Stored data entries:

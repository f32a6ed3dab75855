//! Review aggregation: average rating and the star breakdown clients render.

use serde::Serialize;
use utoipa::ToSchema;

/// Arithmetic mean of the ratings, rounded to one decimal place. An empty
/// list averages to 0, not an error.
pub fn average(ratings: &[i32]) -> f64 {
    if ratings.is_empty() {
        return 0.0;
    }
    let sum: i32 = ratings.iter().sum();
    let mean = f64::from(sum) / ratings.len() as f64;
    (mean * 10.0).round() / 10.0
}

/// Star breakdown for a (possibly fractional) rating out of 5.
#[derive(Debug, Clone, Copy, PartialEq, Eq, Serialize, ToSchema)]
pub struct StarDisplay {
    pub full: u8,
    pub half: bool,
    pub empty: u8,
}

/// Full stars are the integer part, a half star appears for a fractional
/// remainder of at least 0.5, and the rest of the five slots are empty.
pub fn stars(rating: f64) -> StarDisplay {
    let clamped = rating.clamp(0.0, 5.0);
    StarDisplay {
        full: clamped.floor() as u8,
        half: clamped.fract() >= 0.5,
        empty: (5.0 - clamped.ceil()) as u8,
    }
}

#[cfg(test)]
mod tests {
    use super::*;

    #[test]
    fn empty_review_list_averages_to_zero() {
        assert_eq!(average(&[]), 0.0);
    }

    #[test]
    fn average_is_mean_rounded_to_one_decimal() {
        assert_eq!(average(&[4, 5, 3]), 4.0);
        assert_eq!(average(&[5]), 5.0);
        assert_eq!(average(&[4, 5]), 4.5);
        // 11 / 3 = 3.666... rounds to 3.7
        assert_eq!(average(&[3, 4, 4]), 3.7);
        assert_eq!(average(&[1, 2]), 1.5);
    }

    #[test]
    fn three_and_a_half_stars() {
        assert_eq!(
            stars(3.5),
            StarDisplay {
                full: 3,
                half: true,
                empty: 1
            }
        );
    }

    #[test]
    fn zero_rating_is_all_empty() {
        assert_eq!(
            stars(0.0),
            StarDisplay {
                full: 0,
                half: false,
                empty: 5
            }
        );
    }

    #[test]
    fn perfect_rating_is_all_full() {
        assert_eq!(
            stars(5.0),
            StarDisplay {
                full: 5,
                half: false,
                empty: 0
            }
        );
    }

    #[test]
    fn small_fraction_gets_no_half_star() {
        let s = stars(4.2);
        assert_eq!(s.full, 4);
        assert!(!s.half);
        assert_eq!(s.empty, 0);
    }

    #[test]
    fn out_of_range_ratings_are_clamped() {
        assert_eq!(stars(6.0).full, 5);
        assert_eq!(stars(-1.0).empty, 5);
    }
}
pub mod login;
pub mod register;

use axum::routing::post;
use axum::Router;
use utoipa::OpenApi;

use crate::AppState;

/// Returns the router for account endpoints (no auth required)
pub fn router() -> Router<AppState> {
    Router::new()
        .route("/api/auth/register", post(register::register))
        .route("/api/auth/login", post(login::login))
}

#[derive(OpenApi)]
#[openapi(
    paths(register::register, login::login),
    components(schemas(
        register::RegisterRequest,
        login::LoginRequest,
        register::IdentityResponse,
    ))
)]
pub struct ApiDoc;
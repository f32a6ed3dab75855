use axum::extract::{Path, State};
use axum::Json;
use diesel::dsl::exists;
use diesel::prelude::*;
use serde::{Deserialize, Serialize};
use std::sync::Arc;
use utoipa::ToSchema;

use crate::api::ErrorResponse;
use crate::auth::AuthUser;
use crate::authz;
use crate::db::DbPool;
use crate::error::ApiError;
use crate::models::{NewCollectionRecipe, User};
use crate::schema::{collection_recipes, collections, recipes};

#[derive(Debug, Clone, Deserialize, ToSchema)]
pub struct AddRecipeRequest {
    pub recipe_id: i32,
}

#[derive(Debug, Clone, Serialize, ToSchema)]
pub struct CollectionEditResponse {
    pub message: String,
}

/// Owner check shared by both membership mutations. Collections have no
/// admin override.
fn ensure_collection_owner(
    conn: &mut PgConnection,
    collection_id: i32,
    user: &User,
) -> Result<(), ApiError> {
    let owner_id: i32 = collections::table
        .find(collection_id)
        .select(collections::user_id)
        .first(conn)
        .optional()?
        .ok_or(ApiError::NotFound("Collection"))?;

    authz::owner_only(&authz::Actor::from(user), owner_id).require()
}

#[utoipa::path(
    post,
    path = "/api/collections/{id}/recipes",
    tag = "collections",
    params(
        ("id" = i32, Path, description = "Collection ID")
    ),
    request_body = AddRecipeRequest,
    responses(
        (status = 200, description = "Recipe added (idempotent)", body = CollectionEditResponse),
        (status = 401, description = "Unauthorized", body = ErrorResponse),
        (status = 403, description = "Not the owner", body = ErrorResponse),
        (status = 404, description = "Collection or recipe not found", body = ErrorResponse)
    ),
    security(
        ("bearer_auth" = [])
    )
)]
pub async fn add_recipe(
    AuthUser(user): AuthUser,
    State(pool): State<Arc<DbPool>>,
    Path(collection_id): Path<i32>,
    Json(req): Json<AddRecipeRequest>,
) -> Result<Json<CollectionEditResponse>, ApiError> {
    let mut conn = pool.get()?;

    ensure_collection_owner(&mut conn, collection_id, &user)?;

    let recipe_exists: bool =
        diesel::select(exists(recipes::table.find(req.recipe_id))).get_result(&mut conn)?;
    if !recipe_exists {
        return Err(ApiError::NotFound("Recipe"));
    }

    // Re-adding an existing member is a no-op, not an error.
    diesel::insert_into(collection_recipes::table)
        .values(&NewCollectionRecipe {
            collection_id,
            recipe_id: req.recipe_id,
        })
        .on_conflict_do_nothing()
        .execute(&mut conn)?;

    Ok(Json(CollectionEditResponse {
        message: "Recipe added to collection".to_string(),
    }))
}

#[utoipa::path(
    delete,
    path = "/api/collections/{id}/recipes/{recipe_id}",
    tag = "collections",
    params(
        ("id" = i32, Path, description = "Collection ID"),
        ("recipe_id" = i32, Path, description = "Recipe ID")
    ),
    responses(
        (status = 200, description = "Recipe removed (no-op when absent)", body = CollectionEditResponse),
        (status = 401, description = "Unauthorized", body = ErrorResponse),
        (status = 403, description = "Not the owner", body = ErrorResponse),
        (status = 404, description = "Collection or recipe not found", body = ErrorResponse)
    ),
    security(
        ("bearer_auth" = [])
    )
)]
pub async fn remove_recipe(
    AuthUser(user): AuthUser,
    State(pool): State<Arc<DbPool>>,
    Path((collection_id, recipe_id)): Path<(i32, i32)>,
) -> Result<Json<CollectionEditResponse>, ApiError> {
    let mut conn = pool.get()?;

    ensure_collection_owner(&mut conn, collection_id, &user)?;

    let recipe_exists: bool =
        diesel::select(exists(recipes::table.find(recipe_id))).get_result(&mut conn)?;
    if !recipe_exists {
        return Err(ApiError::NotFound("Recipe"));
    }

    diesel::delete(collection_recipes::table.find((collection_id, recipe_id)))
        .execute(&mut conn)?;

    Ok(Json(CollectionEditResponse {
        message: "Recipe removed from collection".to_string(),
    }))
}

Your task = Wherever the string "diesel" occurs in the records, copy the line it is in.

Problem solution =
use diesel::dsl::exists;
use diesel::prelude::*;
        diesel::select(exists(recipes::table.find(req.recipe_id))).get_result(&mut conn)?;
    diesel::insert_into(collection_recipes::table)
        diesel::select(exists(recipes::table.find(recipe_id))).get_result(&mut conn)?;
    diesel::delete(collection_recipes::table.find((collection_id, recipe_id)))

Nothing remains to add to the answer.